[Work order]: Please reproduce, exactly and in full, the lines from the one containing "fn output_path(input: &Path, output: &Path)" to the end of the material below.

[Exercise data]:

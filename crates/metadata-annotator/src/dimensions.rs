//! Renaming positional pseudo-dimensions to semantic names.

use netcdf_tree::{path, AttributeStore, AttributeValue, Tree};
use tracing::debug;

use crate::error::{AnnotatorError, Result};

/// Attribute listing a variable's semantic dimension names.
pub const DIMENSIONS_ATTRIBUTE: &str = "dimensions";

/// Semantic dimension names configured on a variable, in order.
///
/// Entries may be bare names or paths; only the basename is used.
pub fn configured_dimensions(tree: &Tree, variable_path: &str) -> Vec<String> {
    tree.node(variable_path)
        .and_then(|node| node.attribute(DIMENSIONS_ATTRIBUTE))
        .map(|value| match value {
            AttributeValue::Texts(names) => names.iter().flat_map(|n| split_names(n)).collect(),
            other => split_names(&other.to_string()),
        })
        .unwrap_or_default()
}

fn split_names(text: &str) -> Vec<String> {
    text.split_whitespace()
        .map(|token| path::basename(token).to_string())
        .filter(|name| !name.is_empty())
        .collect()
}

/// Rename a variable's dimensions to those in its `dimensions` attribute.
///
/// Does nothing when the attribute is absent or empty. Otherwise the
/// number of configured names must equal the variable's rank. Replaced
/// dimensions that no variable uses any more are removed.
pub fn rename_pseudo_dimensions(tree: &mut Tree, variable_path: &str) -> Result<()> {
    let names = configured_dimensions(tree, variable_path);
    if names.is_empty() {
        return Ok(());
    }

    let rank = tree
        .variable(variable_path)
        .map(|data| data.rank())
        .ok_or_else(|| AnnotatorError::MissingDimensionVariable(variable_path.to_string()))?;

    if names.len() != rank {
        return Err(AnnotatorError::InvalidDimensionsConfiguration {
            path: variable_path.to_string(),
            rank,
            configured: names.len(),
        });
    }

    let replaced = tree.dimension_paths(variable_path);
    for (index, name) in names.iter().enumerate() {
        tree.rename_variable_dimension(variable_path, index, name)?;
    }

    for dimension_path in &replaced {
        let (owner, name) = (path::parent(dimension_path), path::basename(dimension_path));
        if tree.remove_unused_dimension(owner, name) {
            debug!(dimension = %dimension_path, "Removed unused dimension");
        }
    }

    debug!(variable = variable_path, dimensions = ?names, "Renamed pseudo-dimensions");
    Ok(())
}

#[cfg(test)]
mod tests {
    use super::*;
    use netcdf_tree::DataType;
    use test_utils::{spl3ftp_granule, SPL3FTP_GROUP};

    fn surface_flag() -> String {
        format!("{}/surface_flag", SPL3FTP_GROUP)
    }

    fn configure(tree: &mut Tree, variable_path: &str, value: &str) {
        tree.node_mut(variable_path)
            .unwrap()
            .set_attribute(DIMENSIONS_ATTRIBUTE, AttributeValue::from(value));
    }

    #[test]
    fn test_rename_to_semantic_names() {
        let mut tree = spl3ftp_granule();
        configure(&mut tree, &surface_flag(), "am_pm y x");

        rename_pseudo_dimensions(&mut tree, &surface_flag()).unwrap();

        let data = tree.variable(&surface_flag()).unwrap();
        assert_eq!(data.dimensions, vec!["am_pm", "y", "x"]);
        assert_eq!(tree.variable_shape(&surface_flag()).unwrap(), vec![2, 29, 52]);
    }

    #[test]
    fn test_replaced_dimensions_are_removed_once_unused() {
        let mut tree = spl3ftp_granule();
        configure(&mut tree, &surface_flag(), "am_pm y x");
        rename_pseudo_dimensions(&mut tree, &surface_flag()).unwrap();

        // Other variables still span the positional dimensions.
        assert_eq!(tree.dimension_len(SPL3FTP_GROUP, "dim0"), Some(2));

        let variables: Vec<String> = tree
            .child_variables(SPL3FTP_GROUP)
            .into_iter()
            .map(str::to_string)
            .collect();
        for variable in &variables {
            let rank = tree.variable(variable).unwrap().rank();
            let names = if rank == 3 { "am_pm y x" } else { "y x" };
            configure(&mut tree, variable, names);
            rename_pseudo_dimensions(&mut tree, variable).unwrap();
        }

        let declared: Vec<&String> = tree.declared_dimensions(SPL3FTP_GROUP).unwrap().keys().collect();
        assert_eq!(declared, vec!["am_pm", "x", "y"]);
        assert!(tree.validate().is_ok());
    }

    #[test]
    fn test_configured_paths_use_basenames() {
        let mut tree = spl3ftp_granule();
        configure(
            &mut tree,
            &surface_flag(),
            "/Freeze_Thaw_Retrieval_Data_Global/am_pm y /Freeze_Thaw_Retrieval_Data_Global/x",
        );

        assert_eq!(configured_dimensions(&tree, &surface_flag()), vec!["am_pm", "y", "x"]);
    }

    #[test]
    fn test_arity_mismatch_reports_both_counts() {
        let mut tree = spl3ftp_granule();
        configure(&mut tree, &surface_flag(), "y x");

        let result = rename_pseudo_dimensions(&mut tree, &surface_flag());
        assert!(matches!(
            result,
            Err(AnnotatorError::InvalidDimensionsConfiguration {
                rank: 3,
                configured: 2,
                ..
            })
        ));
    }

    #[test]
    fn test_no_attribute_is_noop() {
        let mut tree = spl3ftp_granule();
        let before = tree.clone();
        rename_pseudo_dimensions(&mut tree, &surface_flag()).unwrap();
        assert_eq!(tree, before);
    }

    #[test]
    fn test_renaming_twice_is_idempotent() {
        let mut tree = Tree::new();
        tree.add_dimension("/", "dim0", 4).unwrap();
        tree.add_variable("/v", &["dim0"], DataType::Float32, vec![]).unwrap();
        configure(&mut tree, "/v", "x");

        rename_pseudo_dimensions(&mut tree, "/v").unwrap();
        let once = tree.clone();
        rename_pseudo_dimensions(&mut tree, "/v").unwrap();

        assert_eq!(tree, once);
        assert_eq!(tree.dimension_len("/", "x"), Some(4));
    }
}
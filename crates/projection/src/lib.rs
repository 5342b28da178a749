//! Coordinate reconstruction for spatially subsetted grids.
//!
//! Converts grid indices into projected coordinates with a GDAL-style
//! affine [`Geotransform`], producing the values of `x`/`y` dimension
//! variables from a subset start index and a dimension size.

pub mod error;
pub mod geotransform;

pub use error::{ProjectionError, ProjectionResult};
pub use geotransform::{compute_dimension_scale, Geotransform, SpatialAxis};
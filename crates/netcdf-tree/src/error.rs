//! Error types for tree operations and file engines.

use thiserror::Error;

/// Result type for tree operations.
pub type TreeResult<T> = Result<T, TreeError>;

/// Error types for building, loading and saving trees.
#[derive(Error, Debug)]
pub enum TreeError {
    /// File I/O error
    #[error("I/O error: {0}")]
    IoError(#[from] std::io::Error),

    /// Snapshot (de)serialization error
    #[error("JSON snapshot error: {0}")]
    JsonError(#[from] serde_json::Error),

    /// Path is not absolute or contains empty segments
    #[error("Invalid node path: {0}")]
    InvalidPath(String),

    /// A node was expected at this path
    #[error("No node at path: {0}")]
    MissingNode(String),

    /// Node exists but is of the wrong kind (group vs variable)
    #[error("Node at {path} is not a {expected}")]
    WrongNodeKind { path: String, expected: &'static str },

    /// A node already exists at this path
    #[error("Node already exists: {0}")]
    DuplicatePath(String),

    /// A variable refers to a dimension that no enclosing group declares
    #[error("Dimension '{dimension}' of {variable} is not declared in any enclosing group")]
    UndeclaredDimension { variable: String, dimension: String },

    /// Variable values do not fit the declared shape
    #[error("Variable {path} has {actual} values but its shape holds {expected}")]
    ShapeMismatch {
        path: String,
        expected: usize,
        actual: usize,
    },

    /// Invalid data format
    #[error("Invalid data format: {0}")]
    InvalidFormat(String),

    /// No engine is available for the file type
    #[error("Unsupported file format: {0}")]
    UnsupportedFormat(String),

    /// Error from the native NetCDF library
    #[cfg(feature = "netcdf")]
    #[error("NetCDF error: {0}")]
    NetCdf(#[from] netcdf::Error),
}
//! Generators for subset index-reference arrays.
//!
//! Subsetting services record where each pixel of a subsetted grid came
//! from in the original grid as 2-D row and column index arrays. These
//! generators build such arrays with predictable values.

/// Creates a row-major column-index array.
///
/// Every row holds `start_col, start_col + 1, ...`, so the value at (0, 0)
/// is `start_col`.
///
/// # Example
///
/// ```
/// use test_utils::column_index_grid;
///
/// let grid = column_index_grid(3, 3, 5);
/// assert_eq!(grid, vec![5.0, 6.0, 7.0, 5.0, 6.0, 7.0, 5.0, 6.0, 7.0]);
/// ```
pub fn column_index_grid(rows: usize, cols: usize, start_col: usize) -> Vec<f64> {
    let mut data = Vec::with_capacity(rows * cols);
    for _ in 0..rows {
        for col in 0..cols {
            data.push((start_col + col) as f64);
        }
    }
    data
}

/// Creates a row-major row-index array.
///
/// Every column holds `start_row, start_row + 1, ...` down the rows.
///
/// # Example
///
/// ```
/// use test_utils::row_index_grid;
///
/// let grid = row_index_grid(2, 3, 16);
/// assert_eq!(grid, vec![16.0, 16.0, 16.0, 17.0, 17.0, 17.0]);
/// ```
pub fn row_index_grid(rows: usize, cols: usize, start_row: usize) -> Vec<f64> {
    let mut data = Vec::with_capacity(rows * cols);
    for row in 0..rows {
        for _ in 0..cols {
            data.push((start_row + row) as f64);
        }
    }
    data
}
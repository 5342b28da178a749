//! Metadata annotator service.
//!
//! Annotates one local granule with the override rules configured for its
//! collection and writes the result to a new file.

mod config;
mod mime;

use std::path::{Path, PathBuf};
use std::process::ExitCode;

use anyhow::{Context, Result};
use chrono::Utc;
use clap::Parser;
use tracing::{error, info, Level};
use tracing_subscriber::FmtSubscriber;

use config::{LogFormat, ServiceConfig};
use metadata_annotator::{annotate_granule, GranuleOutcome, RuleConfig};
use netcdf_tree::engine_for_path;

#[derive(Parser, Debug)]
#[command(name = "annotator")]
#[command(about = "Apply metadata overrides to a NetCDF-4/HDF5 granule")]
struct Args {
    /// Input granule
    #[arg(short, long)]
    input: PathBuf,

    /// Output file, or a directory to write the input's file name into
    #[arg(short, long)]
    output: PathBuf,

    /// Collection short name selecting the override rules
    #[arg(long)]
    collection: String,

    /// Override rule configuration file
    #[arg(short, long)]
    config: Option<PathBuf>,

    /// Log level
    #[arg(long)]
    log_level: Option<String>,

    /// Log format (json or pretty)
    #[arg(long)]
    log_format: Option<String>,
}

fn main() -> ExitCode {
    let args = Args::parse();

    let config = ServiceConfig::from_env().with_overrides(
        args.config.clone(),
        args.log_format.as_deref(),
        args.log_level.as_deref(),
    );

    if let Err(e) = init_tracing(&config) {
        eprintln!("Failed to initialise logging: {:#}", e);
        return ExitCode::FAILURE;
    }

    match run(&args, &config) {
        Ok(()) => ExitCode::SUCCESS,
        Err(e) => {
            error!(error = %format!("{:#}", e), "Annotation failed");
            ExitCode::FAILURE
        }
    }
}

fn init_tracing(config: &ServiceConfig) -> Result<()> {
    let level = match config.log_level.to_lowercase().as_str() {
        "trace" => Level::TRACE,
        "debug" => Level::DEBUG,
        "info" => Level::INFO,
        "warn" => Level::WARN,
        "error" => Level::ERROR,
        _ => Level::INFO,
    };

    let builder = FmtSubscriber::builder()
        .with_max_level(level)
        .with_target(true);

    match config.log_format {
        LogFormat::Json => tracing::subscriber::set_global_default(builder.json().finish())?,
        LogFormat::Pretty => tracing::subscriber::set_global_default(builder.pretty().finish())?,
    }
    Ok(())
}

fn run(args: &Args, config: &ServiceConfig) -> Result<()> {
    info!(
        input = %args.input.display(),
        collection = %args.collection,
        rules = %config.rules_file.display(),
        "Starting metadata annotator"
    );

    let rules = RuleConfig::from_file(&config.rules_file).with_context(|| {
        format!("Failed to load rules from {}", config.rules_file.display())
    })?;

    let output = output_path(&args.input, &args.output)?;
    let engine = engine_for_path(&args.input)
        .with_context(|| format!("No engine for {}", args.input.display()))?;

    let outcome = annotate_granule(
        engine.as_ref(),
        &args.input,
        &output,
        &rules,
        &args.collection,
        Utc::now(),
    )
    .with_context(|| format!("Failed to annotate {}", args.input.display()))?;

    info!(
        output = %output.display(),
        mime_type = mime::get_mimetype(&output),
        copied = outcome == GranuleOutcome::Copied,
        "Wrote output granule"
    );
    Ok(())
}

/// Resolve the output file, reusing the input file name when `output` is a
/// directory.
fn output_path(input: &Path, output: &Path) -> Result<PathBuf> {
    if !output.is_dir() {
        return Ok(output.to_path_buf());
    }
    let file_name = input
        .file_name()
        .with_context(|| format!("Input {} has no file name", input.display()))?;
    Ok(output.join(file_name))
}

[Expected answer]:
fn output_path(input: &Path, output: &Path) -> Result<PathBuf> {
    if !output.is_dir() {
        return Ok(output.to_path_buf());
    }
    let file_name = input
        .file_name()
        .with_context(|| format!("Input {} has no file name", input.display()))?;
    Ok(output.join(file_name))
}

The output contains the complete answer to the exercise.